Donné dans le cadre du Festival d’automne, ce concert est un peu un prélude au cycle de quatre concerts consacrés à Pierre Boulez, dirigés par lui-même et Christoph Eschenbach, que l’Orchestre de Paris et l’Ensemble InterContemporain donneront à la Cité de la musique et à la salle Pleyel du 28 novembre au 16 décembre. Il confirme une fois de plus, s’il en était besoin, que le compositeur français est un fabuleux chef d’orchestre.

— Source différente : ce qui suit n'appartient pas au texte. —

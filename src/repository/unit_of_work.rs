// ==========================================
// 仓储质检核心 - 事务单元 (Unit of Work)
// ==========================================
// 职责: 聚合引擎所需的全部仓储句柄，并保证全有或全无
// 红线: 分配/流转涉及的所有实体必须在同一事务内写入
// 说明: SQLite 使用 BEGIN IMMEDIATE，写锁在事务开始时获取
// ==========================================

use std::sync::{Arc, Mutex, MutexGuard};

use rusqlite::{Connection, TransactionBehavior};
use tracing::warn;

use crate::db::open_sqlite_connection;
use crate::repository::allocation_repo::AllocationRepository;
use crate::repository::audit_log_repo::AuditTrailRepository;
use crate::repository::cell_repo::StorageCellRepository;
use crate::repository::error::{RepositoryError, RepositoryResult};
use crate::repository::intake_line_repo::IntakeLineRepository;
use crate::repository::inventory_repo::InventoryRepository;
use crate::repository::transition_repo::TransitionRepository;

// ==========================================
// WarehouseStores - 事务内仓储集合
// ==========================================
/// 引擎在事务回调内看到的仓储集合
///
/// 所有句柄共享同一个事务；回调返回 Err 时全部回滚。
pub trait WarehouseStores {
    fn intake_lines(&self) -> &dyn IntakeLineRepository;
    fn cells(&self) -> &dyn StorageCellRepository;
    fn allocations(&self) -> &dyn AllocationRepository;
    fn inventory(&self) -> &dyn InventoryRepository;
    fn transitions(&self) -> &dyn TransitionRepository;
    fn audit_trail(&self) -> &dyn AuditTrailRepository;
}

// ==========================================
// UnitOfWork - 事务执行器
// ==========================================
pub trait UnitOfWork: Send + Sync {
    /// 在一个写事务内执行回调
    ///
    /// # 返回
    /// - Ok: 回调成功且已提交
    /// - Err: 回调失败（已回滚）或提交失败
    fn run<T, E, F>(&self, work: F) -> Result<T, E>
    where
        F: FnOnce(&dyn WarehouseStores) -> Result<T, E>,
        E: From<RepositoryError>;

    /// 在一个只读快照内执行回调（结束后丢弃，不提交）
    fn read<T, E, F>(&self, work: F) -> Result<T, E>
    where
        F: FnOnce(&dyn WarehouseStores) -> Result<T, E>,
        E: From<RepositoryError>;
}

// ==========================================
// SqliteStores - 借用事务连接的仓储集合
// ==========================================
pub struct SqliteStores<'c> {
    conn: &'c Connection,
}

impl<'c> SqliteStores<'c> {
    pub fn new(conn: &'c Connection) -> Self {
        Self { conn }
    }

    pub(crate) fn conn(&self) -> &'c Connection {
        self.conn
    }
}

impl WarehouseStores for SqliteStores<'_> {
    fn intake_lines(&self) -> &dyn IntakeLineRepository {
        self
    }

    fn cells(&self) -> &dyn StorageCellRepository {
        self
    }

    fn allocations(&self) -> &dyn AllocationRepository {
        self
    }

    fn inventory(&self) -> &dyn InventoryRepository {
        self
    }

    fn transitions(&self) -> &dyn TransitionRepository {
        self
    }

    fn audit_trail(&self) -> &dyn AuditTrailRepository {
        self
    }
}

// ==========================================
// SqliteUnitOfWork - SQLite 事务执行器
// ==========================================
#[derive(Clone)]
pub struct SqliteUnitOfWork {
    conn: Arc<Mutex<Connection>>,
}

impl SqliteUnitOfWork {
    /// 打开数据库文件（不建表）
    pub fn open(db_path: &str) -> RepositoryResult<Self> {
        let conn = open_sqlite_connection(db_path)
            .map_err(|e| RepositoryError::DatabaseConnectionError(e.to_string()))?;
        Ok(Self::new(conn))
    }

    pub fn new(conn: Connection) -> Self {
        Self {
            conn: Arc::new(Mutex::new(conn)),
        }
    }

    /// 从已有共享连接创建
    pub fn from_connection(conn: Arc<Mutex<Connection>>) -> Self {
        Self { conn }
    }

    /// 共享连接（配置管理器等复用）
    pub fn connection(&self) -> Arc<Mutex<Connection>> {
        Arc::clone(&self.conn)
    }

    fn get_conn(&self) -> RepositoryResult<MutexGuard<'_, Connection>> {
        self.conn
            .lock()
            .map_err(|e| RepositoryError::LockError(e.to_string()))
    }

    fn execute<T, E, F>(&self, behavior: TransactionBehavior, commit: bool, work: F) -> Result<T, E>
    where
        F: FnOnce(&dyn WarehouseStores) -> Result<T, E>,
        E: From<RepositoryError>,
    {
        let mut conn = self.get_conn()?;
        let tx = conn
            .transaction_with_behavior(behavior)
            .map_err(|e| RepositoryError::DatabaseTransactionError(e.to_string()))?;

        let outcome = {
            let stores = SqliteStores::new(&tx);
            work(&stores)
        };

        match outcome {
            Ok(value) if commit => {
                tx.commit()
                    .map_err(|e| RepositoryError::DatabaseTransactionError(e.to_string()))?;
                Ok(value)
            }
            Ok(value) => {
                if let Err(e) = tx.rollback() {
                    warn!(error = %e, "只读事务结束失败");
                }
                Ok(value)
            }
            Err(err) => {
                if let Err(e) = tx.rollback() {
                    warn!(error = %e, "事务回滚失败");
                }
                Err(err)
            }
        }
    }
}

impl UnitOfWork for SqliteUnitOfWork {
    fn run<T, E, F>(&self, work: F) -> Result<T, E>
    where
        F: FnOnce(&dyn WarehouseStores) -> Result<T, E>,
        E: From<RepositoryError>,
    {
        self.execute(TransactionBehavior::Immediate, true, work)
    }

    fn read<T, E, F>(&self, work: F) -> Result<T, E>
    where
        F: FnOnce(&dyn WarehouseStores) -> Result<T, E>,
        E: From<RepositoryError>,
    {
        self.execute(TransactionBehavior::Deferred, false, work)
    }
}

… auf… II de Mark Andre (1964), part du motif de la résurrection du Christ pour devenir une partition musicale, ne relevant d’ailleurs nullement de la musique religieuse. On entend surtout une vaste étude pour orchestre, faite d’éclats sonores répartis entre les différents pupitres, souvent entrecoupés de silences, se répondant parfois dans une tension confinant à la violence. La direction met admirablement en valeur les jeux sur les timbres et les intensités, faisant naître la musique du silence, à travers des sons épars émis par les deux pianos, pour l’y replonger à la fin. Dès cette première pièce, l’Ensemble Modern Orchestra (formé à partir de l’Ensemble Modern, dont les dix-sept solistes se sont adjoints des musiciens collaborant régulièrement avec eux) montre une virtuosité qui s’épanouit bientôt dans Amériques de Varèse. Le chef porte l’œuvre à un rare degré d’incandescence, lui donnant par sa précision une transparence incroyable, débrouillant l’écheveau de ses complexités, tout en maintenant une implacable tension, en situant plus que jamais la fin dans le prolongement du rituel orgiaque du Sacre du printemps de Stravinski. Obst (en allemand « fruit ») d’Enno Poppe (1969), se compose de quatre parties se voulant une sorte d’équivalent musical de quatre fruits dans une coupe. L’écriture est plus libre, plus spontanée, plus hédoniste que celle de Mark Andre, avec parfois des relents de tonalité : Pierre Boulez semble la diriger avec gourmandise, non sans humour, comme dans le deuxième volet, construit sur une tierce mineure ascendante. Un quart d’heure de musique, comme pour …auf… II, témoignant d’une conception très différente du temps musical. Le bref Towards Osiris a été commandé à Matthias Pintscher (1971) par Simon Rattle et la Philharmonie de Berlin, qui l’a créé en mars 2006, pour compléter Les Planètes de Holst : de là vient sans doute la virtuosité du morceau, tantôt jubilatoire tantôt cinglant, avec un solo de trompette presque jazzy. La direction de Boulez, ici, flamboie littéralement – il doit d’ailleurs en créer l’an prochain, à Chicago, une version beaucoup plus étendue. L'oeuvre, comme celles de Mark Andre et d'Enno Poppe, était donnée en création française.


La direction ne flamboie pas moins dans les Notations I, VII, IV, III et II, de Pierre Boulez lui-même. Ce qui dans la version initiale pour piano était le brillant essai d’un jeune homme de vingt ans ébloui par l’Ecole de Vienne, est devenu une série de rutilantes études pour orchestre, plus élaborées, témoignant d’une science des timbres et des rythmes assez exceptionnelle. On y sent parfois l’ombre de Messiaen – la IV fait penser à la Turangalîla tandis que la III ou la II rappellent un peu – mais oui - le Jolivet des Danses rituelles, la III par sa magie incantatoire, la II par sa fureur dionysiaque. Boulez, pourtant, est bien là, ne serait-ce que par la concentration lapidaire des effets, par ce mélange de sécheresse apparente et de luxuriance. La virtuosité du chef ne fait ici plus qu’un avec celle du compositeur… et avec celle de l’orchestre : c’est fascinant.


La Notation II est bissée : bientôt un tube ? Les temps ont bien changé : on ne s’en plaindra pas.